Eco Del Cinema

Woody – Recensione

Un’esplorazione nuova e sorprendente di Allen personaggio e persona

(Woody Allen: A Documentary) Regia: Robert B. Weide – Cast: Woody Allen, Letty Aronson, Penelope Cruz, Josh Brolin, Dick Cavett, Marshall Brickman, Joan Cusack, Larry David – Genere: Documentario, colore, 113 minuti – Produzione: USA, 2012 – Distribuzione: Bim – Data di uscita: 21 settembre 2012.

woodyDella natura mortale umana, Allen ha spiegato più volte di aver preso coscienza una notte da piccolo e di aver cercato, a partire da quel momento, “soluzioni pratiche al problema”. È proprio così che i suoi film sono diventati il terreno su cui interrogarsi e un modo di trovare, con sempre rinnovata freschezza e vivacità, un senso alle lotte della vita.

Il rischio paventato dall’esistenzialista Cioran, di vedere una biografia, come quella dedicata da Robert B. Weide a Woody Allen, atta solo a persuaderci meglio dell’inutilità di qualsiasi impresa, di qualunque destino, dinanzi alla prospettiva di una fine certa, viene perciò scongiurato in questo caso dall’opera dello stesso protagonista.

A cimentarsi nel tentativo di riassumere il percorso che trasforma Allan Stewart Konigsberg in Woody Allen, può dunque dedicarsi senza rischi un Weide, che dal tesoro di Allen pesca fantasticherie come un mago dal cilindro.

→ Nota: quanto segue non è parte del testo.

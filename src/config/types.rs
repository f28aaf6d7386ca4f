//! Configuration types

use serde::Deserialize;

/// Static control-plane configuration
#[derive(Debug, Clone, Deserialize)]
pub struct Config {
    #[serde(default)]
    pub ports: Vec<PortConfig>,
}

/// One router port: attachment point, interface address in CIDR form, and
/// the MAC the port answers to.
#[derive(Debug, Clone, Deserialize)]
pub struct PortConfig {
    pub number: u16,
    pub address: String,
    pub mac: String,
}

Sebbene umanità e professionalità del più cinico e irriverente cittadino di New York fossero già stati perfettamente indagati dalla penna solerte di Eric Lax, che dopo anni di duro lavoro al fianco del regista ci permettiamo di definire il suo biografo ufficiale, l’opera di Weide si offre comunque preziosa grazie al contributo visivo della machina da presa.

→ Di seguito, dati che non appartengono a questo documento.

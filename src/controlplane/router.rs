//! Frame-processing router
//!
//! Composition root over the fixed port set. Demultiplexes inbound frames
//! to the ingress port, then broadcasts rule-build and forward attempts
//! across every port; the one owning the destination subnet acts, the rest
//! decline. Ports never claim the same subnet: overlapping configurations
//! are rejected at construction instead of being left to first-match luck.

use crate::config::{self, Config};
use crate::controlplane::{subnets_overlap, FrameAction, FrameContext, Port};
use crate::datapath::{Datapath, PortId};
use crate::telemetry::MetricsRegistry;
use crate::{Error, Result};
use std::collections::BTreeMap;
use std::sync::Arc;
use tracing::{debug, warn};

pub struct Router {
    /// Ports keyed by attachment point; BTreeMap keeps the subnet-wide
    /// scan order fixed and deterministic.
    ports: BTreeMap<PortId, Port>,
    metrics: Arc<MetricsRegistry>,
}

impl Router {
    /// Build a router over a fixed set of ports.
    ///
    /// Fails on duplicate attachment points and on overlapping subnets:
    /// exactly one port may own any destination address.
    pub fn new(ports: Vec<Port>, metrics: Arc<MetricsRegistry>) -> Result<Self> {
        let mut accepted: BTreeMap<PortId, Port> = BTreeMap::new();
        for port in ports {
            for other in accepted.values() {
                if subnets_overlap(
                    port.addr(),
                    port.prefix_len(),
                    other.addr(),
                    other.prefix_len(),
                ) {
                    return Err(Error::Config(format!(
                        "ports {} and {} have overlapping subnets",
                        other.number(),
                        port.number()
                    )));
                }
            }
            let number = port.number();
            if accepted.insert(number, port).is_some() {
                return Err(Error::Config(format!(
                    "attachment point {number} configured twice"
                )));
            }
        }
        Ok(Self {
            ports: accepted,
            metrics,
        })
    }

    /// Build a router from the static port configuration.
    pub fn from_config(cfg: &Config, metrics: Arc<MetricsRegistry>) -> Result<Self> {
        let report = config::validate(cfg);
        report.log_diagnostics();
        if report.has_errors() {
            return Err(Error::Config(report.errors.join("; ")));
        }

        let mut ports = Vec::with_capacity(cfg.ports.len());
        for pc in &cfg.ports {
            let (addr, prefix_len) = config::parse_cidr(&pc.address)?;
            let mac = pc.mac.parse()?;
            ports.push(Port::new(pc.number, addr, prefix_len, mac, metrics.clone()));
        }
        Self::new(ports, metrics)
    }

    pub fn metrics(&self) -> &Arc<MetricsRegistry> {
        &self.metrics
    }

    pub fn port(&self, number: PortId) -> Option<&Port> {
        self.ports.get(&number)
    }

    pub fn port_count(&self) -> usize {
        self.ports.len()
    }

    /// Process one inbound frame event.
    ///
    /// Returns true when the frame was handled: resolution traffic
    /// consumed by the ingress port, or a data frame that some port
    /// delivered or queued. A frame whose destination subnet no port owns
    /// is dropped with no signal to the sender.
    pub fn process_frame(&mut self, ingress: PortId, data: &[u8], dp: &mut dyn Datapath) -> bool {
        self.metrics.frames_received.inc();

        let Some(port) = self.ports.get_mut(&ingress) else {
            // Configuration error: the device has ports we were never told about.
            warn!(ingress, "frame from unconfigured attachment point");
            self.metrics.frames_dropped.inc();
            return false;
        };

        match port.handle_frame(data, dp) {
            FrameAction::Consumed => true,
            FrameAction::Ignored => {
                self.metrics.frames_dropped.inc();
                false
            }
            FrameAction::Route(ctx) => {
                self.offload_any(&ctx, dp);
                let handled = self.forward_any(&ctx, dp);
                if !handled {
                    debug!(dst = %ctx.ip_dst, "no port owns destination subnet");
                    self.metrics.frames_dropped.inc();
                }
                handled
            }
        }
    }

    /// Ask every port to synthesize the offload rule for this flow.
    /// Returns true if one of them did.
    pub fn offload_any(&self, ctx: &FrameContext, dp: &mut dyn Datapath) -> bool {
        self.ports.values().any(|p| p.try_offload(ctx, &mut *dp))
    }

    /// Ask every port to deliver this frame into its subnet.
    /// Returns true if one of them claimed it.
    pub fn forward_any(&mut self, ctx: &FrameContext, dp: &mut dyn Datapath) -> bool {
        self.ports.values_mut().any(|p| p.try_forward(ctx, &mut *dp))
    }
}

#[cfg(test)]
mod tests {
    use super::*;
    use crate::config::PortConfig;
    use crate::datapath::testing::RecordingDatapath;
    use crate::protocol::arp::{ArpMessage, ArpOp};
    use crate::protocol::ethernet::{Frame, FrameBuilder};
    use crate::protocol::{EtherType, MacAddr};
    use std::net::Ipv4Addr;

    fn port(number: PortId, addr: [u8; 4], prefix_len: u8) -> Port {
        Port::new(
            number,
            Ipv4Addr::from(addr),
            prefix_len,
            MacAddr([0, 0, 0, 0, 0x11, number as u8]),
            Arc::new(MetricsRegistry::new()),
        )
    }

    fn three_port_router() -> Router {
        let metrics = Arc::new(MetricsRegistry::new());
        Router::new(
            vec![
                port(1, [10, 0, 1, 1], 24),
                port(2, [10, 0, 2, 1], 24),
                port(3, [10, 0, 3, 1], 24),
            ],
            metrics,
        )
        .unwrap()
    }

    fn data_frame(dst_mac: MacAddr, src_ip: [u8; 4], dst_ip: [u8; 4]) -> Vec<u8> {
        let mut datagram = vec![0u8; 20];
        datagram[0] = 0x45;
        datagram[12..16].copy_from_slice(&src_ip);
        datagram[16..20].copy_from_slice(&dst_ip);
        FrameBuilder::new()
            .dst_mac(dst_mac)
            .src_mac(MacAddr([0xaa, 0, 0, 0, 0, 1]))
            .ethertype(EtherType::Ipv4 as u16)
            .payload(&datagram)
            .build()
    }

    #[test]
    fn test_rejects_overlapping_subnets() {
        let metrics = Arc::new(MetricsRegistry::new());
        let result = Router::new(
            vec![port(1, [10, 0, 0, 1], 16), port(2, [10, 0, 2, 1], 24)],
            metrics,
        );
        assert!(matches!(result, Err(Error::Config(_))));
    }

    #[test]
    fn test_rejects_duplicate_attachment_point() {
        let metrics = Arc::new(MetricsRegistry::new());
        let result = Router::new(
            vec![port(1, [10, 0, 1, 1], 24), port(1, [10, 0, 2, 1], 24)],
            metrics,
        );
        assert!(matches!(result, Err(Error::Config(_))));
    }

    #[test]
    fn test_from_config() {
        let cfg = Config {
            ports: vec![
                PortConfig {
                    number: 1,
                    address: "10.0.1.1/24".into(),
                    mac: "00:00:00:00:11:01".into(),
                },
                PortConfig {
                    number: 2,
                    address: "10.0.2.1/24".into(),
                    mac: "00:00:00:00:11:02".into(),
                },
            ],
        };
        let router = Router::from_config(&cfg, Arc::new(MetricsRegistry::new())).unwrap();
        assert_eq!(router.port_count(), 2);
        assert_eq!(router.port(1).unwrap().addr(), Ipv4Addr::new(10, 0, 1, 1));
    }

    #[test]
    fn test_from_config_rejects_invalid() {
        let cfg = Config {
            ports: vec![
                PortConfig {
                    number: 1,
                    address: "10.0.0.1/16".into(),
                    mac: "00:00:00:00:11:01".into(),
                },
                PortConfig {
                    number: 2,
                    address: "10.0.2.1/24".into(),
                    mac: "00:00:00:00:11:02".into(),
                },
            ],
        };
        assert!(Router::from_config(&cfg, Arc::new(MetricsRegistry::new())).is_err());
    }

    #[test]
    fn test_unknown_ingress_is_dropped() {
        let mut router = three_port_router();
        let mut dp = RecordingDatapath::new();

        let frame = data_frame(MacAddr([0, 0, 0, 0, 0x11, 1]), [10, 0, 1, 100], [10, 0, 2, 50]);
        let handled = router.process_frame(9, &frame, &mut dp);

        assert!(!handled);
        assert!(dp.emitted.is_empty());
        assert_eq!(router.metrics().frames_dropped.get(), 1);
    }

    #[test]
    fn test_cross_subnet_frame_starts_resolution_on_owner_port() {
        let mut router = three_port_router();
        let mut dp = RecordingDatapath::new();

        // Arrives on port 1, destined into port 2's subnet.
        let frame = data_frame(MacAddr([0, 0, 0, 0, 0x11, 1]), [10, 0, 1, 100], [10, 0, 2, 50]);
        let handled = router.process_frame(1, &frame, &mut dp);

        assert!(handled);
        assert!(dp.installed.is_empty());
        assert_eq!(dp.emitted.len(), 1);

        let (bytes, egress) = &dp.emitted[0];
        assert_eq!(*egress, 2);
        let emitted = Frame::parse(bytes).unwrap();
        assert_eq!(emitted.ethertype(), EtherType::Arp as u16);
        let request = ArpMessage::parse(emitted.payload()).unwrap();
        assert_eq!(request.operation, ArpOp::Request);
        assert_eq!(request.sender_ip, Ipv4Addr::new(10, 0, 2, 1));
        assert_eq!(request.target_ip, Ipv4Addr::new(10, 0, 2, 50));
    }

    #[test]
    fn test_unroutable_destination_is_dropped() {
        let mut router = three_port_router();
        let mut dp = RecordingDatapath::new();

        let frame = data_frame(
            MacAddr([0, 0, 0, 0, 0x11, 1]),
            [10, 0, 1, 100],
            [192, 168, 9, 9],
        );
        let handled = router.process_frame(1, &frame, &mut dp);

        assert!(!handled);
        assert!(dp.emitted.is_empty());
        assert_eq!(router.metrics().frames_dropped.get(), 1);
    }

    #[test]
    fn test_resolution_request_answered_via_dispatch() {
        let mut router = three_port_router();
        let mut dp = RecordingDatapath::new();

        let request = ArpMessage::request(
            MacAddr([0xaa, 0, 0, 0, 0, 1]),
            Ipv4Addr::new(10, 0, 1, 100),
            Ipv4Addr::new(10, 0, 1, 1),
        );
        let frame = FrameBuilder::new()
            .dst_mac(MacAddr::BROADCAST)
            .src_mac(MacAddr([0xaa, 0, 0, 0, 0, 1]))
            .ethertype(EtherType::Arp as u16)
            .payload(&request.to_bytes())
            .build();

        let handled = router.process_frame(1, &frame, &mut dp);

        assert!(handled);
        assert_eq!(dp.emitted.len(), 1);
        let reply = ArpMessage::parse(Frame::parse(&dp.emitted[0].0).unwrap().payload()).unwrap();
        assert_eq!(reply.operation, ArpOp::Reply);
        assert_eq!(reply.sender_ip, Ipv4Addr::new(10, 0, 1, 1));
    }
}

Se da una parte la pellicola non promette niente di nuovo a chi della storia di Allen fosse già a conoscenza, dall’altra davvero sorprendente è il recupero delle riprese dei numeri di stand up, che gli varranno l’ingaggio per scrivere la sceneggiatura e interpretare un ruolo nel suo primo film. E non solo. Vediamo in una fotografia d’epoca il Midwood, oggi trasformato in una clinica, dove il piccolo Allen coltivava la propria passione per il cinema, andando ad assistere tutti i giorni a una proiezione; le immagini d’epoca della generazione dei Beat, della pillola e di Kennedy ci aiutano a capire come fosse possibile che un ragazzino, che al ritorno da scuola scriveva battute per i giornali, giungesse a ventiquattro anni a percepire uno stipendio ottanta volte superiore a quello iniziale; infine, si sente la voce, quella vera non nascosta dal noioso doppiaggio, di Allen che delle donne della sua vita parla come l’avessero arricchita ognuna in maniera diversa e del suo lavoro come del semplice fare la cosa amata, mai senza la fortuna per compagna.

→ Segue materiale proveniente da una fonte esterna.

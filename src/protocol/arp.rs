//! ARP (Address Resolution Protocol) - RFC 826
//!
//! Only the Ethernet/IPv4 flavor is supported; everything else is a parse
//! error and gets dropped upstream.

use super::MacAddr;
use crate::{Error, Result};
use std::net::Ipv4Addr;

/// ARP message size for Ethernet/IPv4
pub const MESSAGE_SIZE: usize = 28;

const HTYPE_ETHERNET: u16 = 1;
const PTYPE_IPV4: u16 = 0x0800;

/// ARP operation codes
#[derive(Debug, Clone, Copy, PartialEq, Eq)]
#[repr(u16)]
pub enum ArpOp {
    Request = 1,
    Reply = 2,
}

impl ArpOp {
    pub fn from_u16(value: u16) -> Option<Self> {
        match value {
            1 => Some(ArpOp::Request),
            2 => Some(ArpOp::Reply),
            _ => None,
        }
    }
}

/// ARP message (Ethernet/IPv4)
#[derive(Debug, Clone, PartialEq, Eq)]
pub struct ArpMessage {
    pub operation: ArpOp,
    pub sender_mac: MacAddr,
    pub sender_ip: Ipv4Addr,
    pub target_mac: MacAddr,
    pub target_ip: Ipv4Addr,
}

impl ArpMessage {
    pub fn parse(buffer: &[u8]) -> Result<Self> {
        if buffer.len() < MESSAGE_SIZE {
            return Err(Error::Parse("ARP message too short".into()));
        }

        let htype = u16::from_be_bytes([buffer[0], buffer[1]]);
        if htype != HTYPE_ETHERNET {
            return Err(Error::Parse("unsupported ARP hardware type".into()));
        }

        let ptype = u16::from_be_bytes([buffer[2], buffer[3]]);
        if ptype != PTYPE_IPV4 {
            return Err(Error::Parse("unsupported ARP protocol type".into()));
        }

        if buffer[4] != 6 || buffer[5] != 4 {
            return Err(Error::Parse("invalid ARP address lengths".into()));
        }

        let operation = u16::from_be_bytes([buffer[6], buffer[7]]);
        let operation = ArpOp::from_u16(operation)
            .ok_or_else(|| Error::Parse("invalid ARP operation".into()))?;

        Ok(Self {
            operation,
            sender_mac: MacAddr(buffer[8..14].try_into().unwrap()),
            sender_ip: Ipv4Addr::new(buffer[14], buffer[15], buffer[16], buffer[17]),
            target_mac: MacAddr(buffer[18..24].try_into().unwrap()),
            target_ip: Ipv4Addr::new(buffer[24], buffer[25], buffer[26], buffer[27]),
        })
    }

    pub fn to_bytes(&self) -> [u8; MESSAGE_SIZE] {
        let mut buf = [0u8; MESSAGE_SIZE];
        buf[0..2].copy_from_slice(&HTYPE_ETHERNET.to_be_bytes());
        buf[2..4].copy_from_slice(&PTYPE_IPV4.to_be_bytes());
        buf[4] = 6;
        buf[5] = 4;
        buf[6..8].copy_from_slice(&(self.operation as u16).to_be_bytes());
        buf[8..14].copy_from_slice(&self.sender_mac.0);
        buf[14..18].copy_from_slice(&self.sender_ip.octets());
        buf[18..24].copy_from_slice(&self.target_mac.0);
        buf[24..28].copy_from_slice(&self.target_ip.octets());
        buf
    }

    /// Build a resolution request. The target MAC is the unknown, so it is
    /// left zeroed; the enclosing Ethernet frame carries the broadcast
    /// destination.
    pub fn request(sender_mac: MacAddr, sender_ip: Ipv4Addr, target_ip: Ipv4Addr) -> Self {
        Self {
            operation: ArpOp::Request,
            sender_mac,
            sender_ip,
            target_mac: MacAddr::ZERO,
            target_ip,
        }
    }

    /// Build a resolution reply addressed to the requester.
    pub fn reply(
        sender_mac: MacAddr,
        sender_ip: Ipv4Addr,
        target_mac: MacAddr,
        target_ip: Ipv4Addr,
    ) -> Self {
        Self {
            operation: ArpOp::Reply,
            sender_mac,
            sender_ip,
            target_mac,
            target_ip,
        }
    }
}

La descrizione degli aspetti inediti e dei retroscena è poi affidata alle interviste ad attori quali Banderas, Diane Keaton, Scarlett Johansson, Mira Sorvino, Sean Penn, alla sorella Letty Aronson, sua socia nelle produzioni e agli storici collaboratori: Gordon Willis, Marshall Brickam e Doug McGrath.

Un’occasione dunque di grande interesse quella offerta da Weide, di ridere alle battute più esilaranti, di ricordare le scene e i dialoghi più brillanti, senza dover necessariamente aspettare che il protagonista, per cui alla fine della proiezione ci si rende conto di provare una grande dose di affetto oltre che di stima, debba morire per essere celebrato. A tal proposito ci permettiamo di aggiungere: sebbene un docu-film su un regista, sia certamente di per sé un’operazione celebrativa, chi capirà davvero lo spirito di “Woody” e del suo protagonista, sarà colui che dalla visione trarrà ispirazione non per diventare qualcuno, come esemplarmente accaduto ad Allen e ossessione del nostro tempo, ma per occuparsi di ciò che gli piace e lo diverte. Poiché questo è quanto documentato da Weide: la storia di chi ha trattato tanto il successo quanto il fallimento come due impostori, raggiungendo lidi cui unicamente il divertimento, la fortuna e l’intelligente operosità possono condurre.